Problem
In your answer, copy every entry that follows exactly.

::: Material supplied :::

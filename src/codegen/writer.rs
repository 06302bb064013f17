//! All-or-nothing artifact writing.
//!
//! The artifact is written to a temporary file next to its destination and
//! renamed into place, so readers observe either the previous file or the
//! complete new one, never a truncated write. The temporary file is removed
//! when any step fails.

use std::fs;
use std::io::{self, Write};
use std::path::{Path, PathBuf};

use serde::Serialize;
use sha2::{Digest, Sha256};
use tempfile::NamedTempFile;

use crate::error::{CodegenError, Result};

#[derive(Debug, Clone, Copy, PartialEq, Eq, Serialize)]
#[serde(rename_all = "snake_case")]
pub enum WriteOutcome {
    Written,
    /// Existing file already had identical content; left untouched.
    Unchanged,
}

#[derive(Debug, Clone, Copy, PartialEq, Eq, Serialize)]
#[serde(rename_all = "snake_case")]
pub enum Freshness {
    UpToDate,
    Stale,
    Missing,
}

/// Safe file writer with atomic replace semantics. A destination that
/// already holds identical bytes is left untouched.
#[derive(Debug, Clone, Default)]
pub struct SafeCodeWriter;

impl SafeCodeWriter {
    pub fn new() -> Self {
        Self
    }

    /// Write `content` to `path` atomically.
    pub fn write(&self, path: &Path, content: &str) -> Result<WriteOutcome> {
        self.validate_path(path)?;

        if self.freshness(path, content)? == Freshness::UpToDate {
            tracing::debug!(path = %path.display(), "artifact unchanged, skipping write");
            return Ok(WriteOutcome::Unchanged);
        }

        self.atomic_write(path, content)
            .map_err(|source| CodegenError::write(path, source))?;
        Ok(WriteOutcome::Written)
    }

    /// Compare `content` with what is on disk at `path`.
    pub fn freshness(&self, path: &Path, content: &str) -> Result<Freshness> {
        match fs::read(path) {
            Ok(existing) => {
                if compute_bytes_hash(&existing) == compute_string_hash(content) {
                    Ok(Freshness::UpToDate)
                } else {
                    Ok(Freshness::Stale)
                }
            }
            Err(err) if err.kind() == io::ErrorKind::NotFound => Ok(Freshness::Missing),
            Err(source) => Err(CodegenError::Read {
                path: path.to_path_buf(),
                source,
            }),
        }
    }

    fn validate_path(&self, path: &Path) -> Result<()> {
        if path
            .components()
            .any(|c| matches!(c, std::path::Component::ParentDir))
        {
            return Err(CodegenError::Config(format!(
                "output path {path:?} must not contain `..`"
            )));
        }
        if path.is_dir() {
            return Err(CodegenError::Config(format!(
                "output path {path:?} is a directory"
            )));
        }
        Ok(())
    }

    fn atomic_write(&self, path: &Path, content: &str) -> io::Result<()> {
        let parent = parent_dir(path);
        fs::create_dir_all(&parent)?;

        let mut temp_file = NamedTempFile::new_in(&parent)?;
        temp_file.write_all(content.as_bytes())?;
        temp_file.flush()?;
        temp_file.as_file().sync_all()?;

        temp_file.persist(path).map_err(|err| err.error)?;
        Ok(())
    }
}

fn parent_dir(path: &Path) -> PathBuf {
    match path.parent() {
        Some(parent) if !parent.as_os_str().is_empty() => parent.to_path_buf(),
        _ => PathBuf::from("."),
    }
}

/// Compute SHA-256 hash of string
pub fn compute_string_hash(content: &str) -> String {
    compute_bytes_hash(content.as_bytes())
}

fn compute_bytes_hash(bytes: &[u8]) -> String {
    let mut hasher = Sha256::new();
    hasher.update(bytes);
    format!("{:x}", hasher.finalize())
}

#[cfg(test)]
mod tests {
    use super::*;
    use tempfile::TempDir;

    #[test]
    fn test_write_creates_parent_directories() {
        let dir = TempDir::new().unwrap();
        let path = dir.path().join("src/generated/codec.g.rs");

        let outcome = SafeCodeWriter::new().write(&path, "pub struct A;\n").unwrap();

        assert_eq!(outcome, WriteOutcome::Written);
        assert_eq!(fs::read_to_string(&path).unwrap(), "pub struct A;\n");
    }

    #[test]
    fn test_identical_content_is_not_rewritten() {
        let dir = TempDir::new().unwrap();
        let path = dir.path().join("codec.g.rs");
        let writer = SafeCodeWriter::new();

        writer.write(&path, "pub struct A;\n").unwrap();
        let outcome = writer.write(&path, "pub struct A;\n").unwrap();

        assert_eq!(outcome, WriteOutcome::Unchanged);
    }

    #[test]
    fn test_changed_content_replaces_file() {
        let dir = TempDir::new().unwrap();
        let path = dir.path().join("codec.g.rs");
        let writer = SafeCodeWriter::new();

        writer.write(&path, "pub struct A;\n").unwrap();
        let outcome = writer.write(&path, "pub struct B;\n").unwrap();

        assert_eq!(outcome, WriteOutcome::Written);
        assert_eq!(fs::read_to_string(&path).unwrap(), "pub struct B;\n");
        let leftovers = fs::read_dir(dir.path()).unwrap().count();
        assert_eq!(leftovers, 1, "temporary files must not survive a write");
    }

    #[test]
    fn test_write_into_directory_path_fails() {
        let dir = TempDir::new().unwrap();
        let err = SafeCodeWriter::new().write(dir.path(), "x").unwrap_err();
        assert!(matches!(err, CodegenError::Config(_)));
    }

    #[test]
    fn test_parent_traversal_is_rejected() {
        let err = SafeCodeWriter::new()
            .write(Path::new("src/../../escape.rs"), "x")
            .unwrap_err();
        assert!(matches!(err, CodegenError::Config(_)));
    }

    #[test]
    fn test_write_failure_surfaces_and_leaves_no_file() {
        let dir = TempDir::new().unwrap();
        let blocker = dir.path().join("blocker");
        fs::write(&blocker, "regular file").unwrap();
        let path = blocker.join("codec.g.rs");

        let err = SafeCodeWriter::new().write(&path, "x").unwrap_err();

        assert!(matches!(err, CodegenError::Write { .. } | CodegenError::Read { .. }));
        assert!(!path.exists());
    }

    #[test]
    fn test_freshness() {
        let dir = TempDir::new().unwrap();
        let path = dir.path().join("codec.g.rs");
        let writer = SafeCodeWriter::new();

        assert_eq!(writer.freshness(&path, "a").unwrap(), Freshness::Missing);
        fs::write(&path, "a").unwrap();
        assert_eq!(writer.freshness(&path, "a").unwrap(), Freshness::UpToDate);
        assert_eq!(writer.freshness(&path, "b").unwrap(), Freshness::Stale);
    }

    #[test]
    fn test_compute_string_hash() {
        let hash1 = compute_string_hash("test content");
        let hash2 = compute_string_hash("test content");
        let hash3 = compute_string_hash("different content");

        assert_eq!(hash1, hash2);
        assert_ne!(hash1, hash3);
    }
}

:::

Answer for this exercise
filename src/codegen/writer.rs
repository 06302bb064013f17
//! All-or-nothing artifact writing.
//!
//! The artifact is written to a temporary file next to its destination and
//! renamed into place, so readers observe either the previous file or the
//! complete new one, never a truncated write. The temporary file is removed
//! when any step fails.

use std::fs;
use std::io::{self, Write};
use std::path::{Path, PathBuf};

use serde::Serialize;
use sha2::{Digest, Sha256};
use tempfile::NamedTempFile;

use crate::error::{CodegenError, Result};

#[derive(Debug, Clone, Copy, PartialEq, Eq, Serialize)]
#[serde(rename_all = "snake_case")]
pub enum WriteOutcome {
    Written,
    /// Existing file already had identical content; left untouched.
    Unchanged,
}

#[derive(Debug, Clone, Copy, PartialEq, Eq, Serialize)]
#[serde(rename_all = "snake_case")]
pub enum Freshness {
    UpToDate,
    Stale,
    Missing,
}

/// Safe file writer with atomic replace semantics. A destination that
/// already holds identical bytes is left untouched.
#[derive(Debug, Clone, Default)]
pub struct SafeCodeWriter;

impl SafeCodeWriter {
    pub fn new() -> Self {
        Self
    }

    /// Write `content` to `path` atomically.
    pub fn write(&self, path: &Path, content: &str) -> Result<WriteOutcome> {
        self.validate_path(path)?;

        if self.freshness(path, content)? == Freshness::UpToDate {
            tracing::debug!(path = %path.display(), "artifact unchanged, skipping write");
            return Ok(WriteOutcome::Unchanged);
        }

        self.atomic_write(path, content)
            .map_err(|source| CodegenError::write(path, source))?;
        Ok(WriteOutcome::Written)
    }

    /// Compare `content` with what is on disk at `path`.
    pub fn freshness(&self, path: &Path, content: &str) -> Result<Freshness> {
        match fs::read(path) {
            Ok(existing) => {
                if compute_bytes_hash(&existing) == compute_string_hash(content) {
                    Ok(Freshness::UpToDate)
                } else {
                    Ok(Freshness::Stale)
                }
            }
            Err(err) if err.kind() == io::ErrorKind::NotFound => Ok(Freshness::Missing),
            Err(source) => Err(CodegenError::Read {
                path: path.to_path_buf(),
                source,
            }),
        }
    }

    fn validate_path(&self, path: &Path) -> Result<()> {
        if path
            .components()
            .any(|c| matches!(c, std::path::Component::ParentDir))
        {
            return Err(CodegenError::Config(format!(
                "output path {path:?} must not contain `..`"
            )));
        }
        if path.is_dir() {
            return Err(CodegenError::Config(format!(
                "output path {path:?} is a directory"
            )));
        }
        Ok(())
    }

    fn atomic_write(&self, path: &Path, content: &str) -> io::Result<()> {
        let parent = parent_dir(path);
        fs::create_dir_all(&parent)?;

        let mut temp_file = NamedTempFile::new_in(&parent)?;
        temp_file.write_all(content.as_bytes())?;
        temp_file.flush()?;
        temp_file.as_file().sync_all()?;

        temp_file.persist(path).map_err(|err| err.error)?;
        Ok(())
    }
}

fn parent_dir(path: &Path) -> PathBuf {
    match path.parent() {
        Some(parent) if !parent.as_os_str().is_empty() => parent.to_path_buf(),
        _ => PathBuf::from("."),
    }
}

/// Compute SHA-256 hash of string
pub fn compute_string_hash(content: &str) -> String {
    compute_bytes_hash(content.as_bytes())
}

fn compute_bytes_hash(bytes: &[u8]) -> String {
    let mut hasher = Sha256::new();
    hasher.update(bytes);
    format!("{:x}", hasher.finalize())
}

#[cfg(test)]
mod tests {
    use super::*;
    use tempfile::TempDir;

    #[test]
    fn test_write_creates_parent_directories() {
        let dir = TempDir::new().unwrap();
        let path = dir.path().join("src/generated/codec.g.rs");

        let outcome = SafeCodeWriter::new().write(&path, "pub struct A;\n").unwrap();

        assert_eq!(outcome, WriteOutcome::Written);
        assert_eq!(fs::read_to_string(&path).unwrap(), "pub struct A;\n");
    }

    #[test]
    fn test_identical_content_is_not_rewritten() {
        let dir = TempDir::new().unwrap();
        let path = dir.path().join("codec.g.rs");
        let writer = SafeCodeWriter::new();

        writer.write(&path, "pub struct A;\n").unwrap();
        let outcome = writer.write(&path, "pub struct A;\n").unwrap();

        assert_eq!(outcome, WriteOutcome::Unchanged);
    }

    #[test]
    fn test_changed_content_replaces_file() {
        let dir = TempDir::new().unwrap();
        let path = dir.path().join("codec.g.rs");
        let writer = SafeCodeWriter::new();

        writer.write(&path, "pub struct A;\n").unwrap();
        let outcome = writer.write(&path, "pub struct B;\n").unwrap();

        assert_eq!(outcome, WriteOutcome::Written);
        assert_eq!(fs::read_to_string(&path).unwrap(), "pub struct B;\n");
        let leftovers = fs::read_dir(dir.path()).unwrap().count();
        assert_eq!(leftovers, 1, "temporary files must not survive a write");
    }

    #[test]
    fn test_write_into_directory_path_fails() {
        let dir = TempDir::new().unwrap();
        let err = SafeCodeWriter::new().write(dir.path(), "x").unwrap_err();
        assert!(matches!(err, CodegenError::Config(_)));
    }

    #[test]
    fn test_parent_traversal_is_rejected() {
        let err = SafeCodeWriter::new()
            .write(Path::new("src/../../escape.rs"), "x")
            .unwrap_err();
        assert!(matches!(err, CodegenError::Config(_)));
    }

    #[test]
    fn test_write_failure_surfaces_and_leaves_no_file() {
        let dir = TempDir::new().unwrap();
        let blocker = dir.path().join("blocker");
        fs::write(&blocker, "regular file").unwrap();
        let path = blocker.join("codec.g.rs");

        let err = SafeCodeWriter::new().write(&path, "x").unwrap_err();

        assert!(matches!(err, CodegenError::Write { .. } | CodegenError::Read { .. }));
        assert!(!path.exists());
    }

    #[test]
    fn test_freshness() {
        let dir = TempDir::new().unwrap();
        let path = dir.path().join("codec.g.rs");
        let writer = SafeCodeWriter::new();

        assert_eq!(writer.freshness(&path, "a").unwrap(), Freshness::Missing);
        fs::write(&path, "a").unwrap();
        assert_eq!(writer.freshness(&path, "a").unwrap(), Freshness::UpToDate);
        assert_eq!(writer.freshness(&path, "b").unwrap(), Freshness::Stale);
    }

    #[test]
    fn test_compute_string_hash() {
        let hash1 = compute_string_hash("test content");
        let hash2 = compute_string_hash("test content");
        let hash3 = compute_string_hash("different content");

        assert_eq!(hash1, hash2);
        assert_ne!(hash1, hash3);
    }
}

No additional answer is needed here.